Hot Doc: Kaahumanu v. Hawaii
On what grounds is this challenge based?
That the permit requirements violate the free speech protections enshrined in the First Amendment.
In other words, the plaintiffs here are claiming that wedding ceremonies are a form of expression protected by the First Amendment and that Hawai’i’s restrictions on them are unconstitutional.
The Ninth Circuit ruled that wedding ceremonies could indeed be an act of expression, and, in this case would be entitled to First Amendment protection.
However, the court found that the regulations are constitutional in that they are reasonable time, place, and manner restrictions on speech in a traditional public forum.
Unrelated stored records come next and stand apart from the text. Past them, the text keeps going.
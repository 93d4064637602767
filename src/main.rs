use std::fs;
use std::path::{Path, PathBuf};

use anyhow::{Context, Result};
use asl_corrections::distortion::{NonlinearRegistration, PhaseReversedEstimator};
use asl_corrections::enums::DistortionSource;
use asl_corrections::{
    CorrectionConfig, CorrectionOrchestrator, DistortionCorrection, DistortionEstimators,
    DistortionOutcome, MotionCorrection, PrecomputedMotion, PrecomputedWarp, SensitivityMap,
    TopupParams, TransformRegistry, VolumeLoader, keys,
};
use clap::Parser;
use tracing_subscriber::EnvFilter;

/// Apply precomputed motion and distortion corrections to ASL data in a
/// single resampling pass.
#[derive(Debug, Parser)]
#[command(version, about)]
struct Cli {
    /// JSON run configuration
    config: PathBuf,

    /// Override the configured output directory
    #[arg(short, long)]
    output: Option<PathBuf>,
}

fn main() -> Result<()> {
    let filter = EnvFilter::try_from_default_env().unwrap_or_else(|_| EnvFilter::new("info"));
    tracing_subscriber::fmt().with_env_filter(filter).init();

    let cli = Cli::parse();
    let mut config = CorrectionConfig::from_file(&cli.config)
        .with_context(|| format!("reading configuration {}", cli.config.display()))?;
    if let Some(output) = cli.output {
        config.output_dir = output;
    }
    config.validate().context("configuration check failed")?;
    tracing::info!(bolus = ?config.bolus_durations()?, tis = ?config.tis, "timing");

    let mut registry = TransformRegistry::new();
    load_inputs(&config, &mut registry)?;

    if let Some(path) = &config.transforms.motion_matrices {
        let mats = VolumeLoader::read_motion_matrices(path)
            .with_context(|| format!("reading motion matrices {}", path.display()))?;
        MotionCorrection::run(&mut registry, &PrecomputedMotion::new(mats))?;
    }

    let fmap_warp = load_precomputed_warp(config.transforms.fmap_warp.as_deref())?;
    let cblip_warp = load_precomputed_warp(config.transforms.cblip_warp.as_deref())?;
    let estimators = DistortionEstimators {
        registration: fmap_warp.as_ref().map(|w| w as &dyn NonlinearRegistration),
        fieldmap_registration: None,
        phase_reversed: cblip_warp.as_ref().map(|w| w as &dyn PhaseReversedEstimator),
    };
    let distortion = DistortionCorrection::run(&mut registry, &config.distortion, estimators)?;

    if let Some(path) = &config.transforms.gdc_warp {
        registry.insert_warp(keys::GDC_WARP, VolumeLoader::load_warp(path)?)?;
    }

    let mut orchestrator = CorrectionOrchestrator::new(config.interpolation);
    if let Some(path) = &config.inputs.reference {
        let reference = VolumeLoader::load(path, "reference")
            .with_context(|| format!("loading reference grid from {}", path.display()))?;
        orchestrator = orchestrator.with_reference(reference.grid().clone());
    }
    let outcome = orchestrator.run(&mut registry)?;
    tracing::info!(?outcome, "corrections applied");

    if config.senscorr {
        SensitivityMap::run(&mut registry)?;
    }

    write_outputs(&config, &registry, &distortion)?;
    for warning in registry.warnings() {
        tracing::warn!(%warning, "completed with degraded correction");
    }
    Ok(())
}

fn load_inputs(config: &CorrectionConfig, registry: &mut TransformRegistry) -> Result<()> {
    let inputs = &config.inputs;
    let asl = VolumeLoader::load(&inputs.asldata, keys::ASLDATA)?;
    registry.insert_volume(keys::ASLDATA_ORIG, asl)?;

    let optional = [
        (keys::CALIB_ORIG, keys::CALIB, &inputs.calib),
        (keys::CREF_ORIG, keys::CREF, &inputs.cref),
        (keys::CBLIP_ORIG, keys::CBLIP, &inputs.cblip),
        (keys::STRUCTURAL, keys::STRUCTURAL, &inputs.structural),
        (keys::MASK, keys::MASK, &inputs.mask),
        (keys::FMAP, keys::FMAP, &inputs.fmap),
        (keys::FMAPMAG, keys::FMAPMAG, &inputs.fmapmag),
        (keys::FMAPMAGBRAIN, keys::FMAPMAGBRAIN, &inputs.fmapmagbrain),
        (keys::BIASFIELD, keys::BIASFIELD, &inputs.biasfield),
        (keys::ISEN, keys::ISEN, &inputs.isen),
    ];
    for (key, name, path) in optional {
        if let Some(path) = path {
            let volume = VolumeLoader::load(path, name)
                .with_context(|| format!("loading {key} from {}", path.display()))?;
            registry.insert_volume(key, volume)?;
        }
    }

    if let Some(path) = &config.transforms.asl2struct {
        registry.insert_rigid(keys::ASL2STRUCT, VolumeLoader::read_matrix(path)?)?;
    }
    Ok(())
}

fn load_precomputed_warp(path: Option<&Path>) -> Result<Option<PrecomputedWarp>> {
    path.map(|p| {
        VolumeLoader::load_warp(p)
            .map(PrecomputedWarp::new)
            .with_context(|| format!("loading warp {}", p.display()))
    })
    .transpose()
}

fn write_outputs(
    config: &CorrectionConfig,
    registry: &TransformRegistry,
    distortion: &DistortionOutcome,
) -> Result<()> {
    let out = &config.output_dir;
    fs::create_dir_all(out).with_context(|| format!("creating {}", out.display()))?;

    for key in [keys::ASLDATA, keys::CALIB, keys::CREF, keys::CBLIP, keys::SENSITIVITY] {
        if let Some(volume) = registry.volume(key)? {
            VolumeLoader::save(&volume, out.join(format!("{key}.nii.gz")))?;
        }
    }
    if let Some(warp) = registry.warp(keys::TOTAL_WARP)? {
        VolumeLoader::save_warp(&warp, out.join(format!("{}.nii.gz", keys::TOTAL_WARP)))?;
    }
    if let Some(jacobian) = registry.jacobian(keys::JACOBIAN)? {
        VolumeLoader::save_jacobian(&jacobian, out.join(format!("{}.nii.gz", keys::JACOBIAN)))?;
    }

    if let Some(mats) = registry.rigid_series(keys::ASLDATA_MC_MATS)? {
        let path = out.join(format!("{}.mat", keys::ASLDATA_MC_MATS));
        VolumeLoader::write_motion_matrices(path, &mats)?;
    }
    for key in [keys::ASL2CALIB, keys::CALIB2ASL, keys::FMAP2STRUCT] {
        if let Some(t) = registry.rigid(key)? {
            VolumeLoader::write_matrix(out.join(format!("{key}.mat")), &t)?;
        }
    }

    let phase_reversed = distortion
        .warp()
        .is_some_and(|w| w.source == DistortionSource::PhaseReversed);
    let timing = (config.distortion.echo_spacing, config.distortion.pe_dir);
    if let (true, (Some(es), Some(dir))) = (phase_reversed, timing) {
        let params = TopupParams::new(dir, es)?;
        VolumeLoader::write_topup_params(out.join("topup_params.txt"), &params)?;
    }

    tracing::info!(dir = %out.display(), "outputs written");
    Ok(())
}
Though the court upheld the permit requirements, it did strike down the plainly overly broad provisions allowing the DLNR “absolute discretion” to revoke or modify a permit “at anytime and for any reason”
Though that’s likely to be little consolation to the challengers since there’s no evidence that such discretion has ever been exercised, they can take comfort in the fact that the ruling has expanded free speech rights.
Although, extending First Amendment protections to wedding ceremonies may seem inconsequential at first blush (and they may turn out to be just that), the possible implications for such recognition could be also be quite far-reaching.
Could the case be made that denying a marriage license to a same-sex couple is unconstitutional content-based speech suppression?
With this ruling as precedent, such an argument seems much more plausible.
There are probably plenty more possible implications from this ruling, but it may well be pointless to speculate until they appear in court.
Regardless of what implications we might see, expansions in free speech protections such as this are rarely a bad thing for American civil rights.